MCB Group recorded profits of Rs 8 billion for the year ended 30 June 2021, representing an increase of 1.4% compared to the same period last year.
Commenting on the results, Pierre Guy Noël (Chief Executive - MCB Group Ltd) said:
“Notwithstanding the particularly difficult economic and market conditions which exerted pressures on revenue lines across segments and prompted us to maintain a prudent stance by building additional provisions, in the form of Expected Credit Losses, the Group posted a resilient performance, with profit attributable to ordinary shareholders edging up by 1.4% to reach Rs 8,019 million.

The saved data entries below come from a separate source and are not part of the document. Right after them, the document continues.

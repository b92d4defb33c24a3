//! Admin authentication by signed cookie.
//!
//! This crate provides:
//! - [`AuthToken`]: the `<hex minute>|<hex HMAC-MD5>` cookie payload
//! - [`CookieAuthenticator`]: issue, validate and cancel the cookie, seeded
//!   from a loaded [`site_config::ConfigCache`]
//! - [`rotate_secret`]: replace the signing secret, logging out every client
//!
//! There is no server-side session store. A token is valid while its minute
//! lies inside the inactivity window and its signature matches the current
//! secret.

mod authenticator;
mod cookie;
mod error;
mod rotation;
mod token;

pub use authenticator::CookieAuthenticator;
pub use cookie::{cookie_pairs, SetCookie};
pub use error::{AuthError, AuthResult};
pub use rotation::rotate_secret;
pub use token::AuthToken;
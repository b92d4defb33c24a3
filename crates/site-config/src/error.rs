//! Site configuration errors.

use crate::ConfigKey;
use admin_database::DatabaseError;
use thiserror::Error;

/// Why the site configuration could not be loaded or written.
#[derive(Error, Debug)]
pub enum ConfigError {
    /// Database error
    #[error(transparent)]
    Database(#[from] DatabaseError),

    /// A recognized key has no row
    #[error("Missing config key: {0}")]
    Missing(ConfigKey),

    /// A recognized key has more than one row
    #[error("Duplicate config key: {0}")]
    Duplicate(ConfigKey),

    /// A recognized key has an invalid value
    #[error("Malformed value for config key {key}: {reason}")]
    Malformed { key: ConfigKey, reason: String },

    /// A key name that is not part of the site configuration
    #[error("Unknown config key: {0:?}")]
    Unknown(String),
}

/// Result type alias using ConfigError.
pub type ConfigResult<T> = Result<T, ConfigError>;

Operating income increased by 2.0% compared to last year. Net interest income rose by 3.1%, driven primarily by increased investment in Government securities as a result of the persisting excess liquidity situation prevailing in most of our markets. Our diversification strategy led to a healthy expansion of the Bank’s international loan book, helped further by the weakness of the Mauritian Rupee. However, net interest income in foreign currency declined marginally due to the drop in LIBO R rates. Net fee and commission income recovered from its contraction in the previous year to grow by 13.3%, supported by higher revenues from regional trade financing and wealth management activities. In contrast, ‘other income’ bore the brunt of the challenging context and declined by 14.5%. Lower volumes of trading in foreign exchange coupled with high volatility in money and foreign exchange markets, contributed to a drop of Rs 459 million in net gain from financial instruments. On the other hand, other operating income remained stable, the profit of Rs 356 million realised on the disposal of our shares in ICPS Ltd being largely offset by the absence of rental income at the level of COVIFRA, as a result of our borders being closed throughout the whole financial year.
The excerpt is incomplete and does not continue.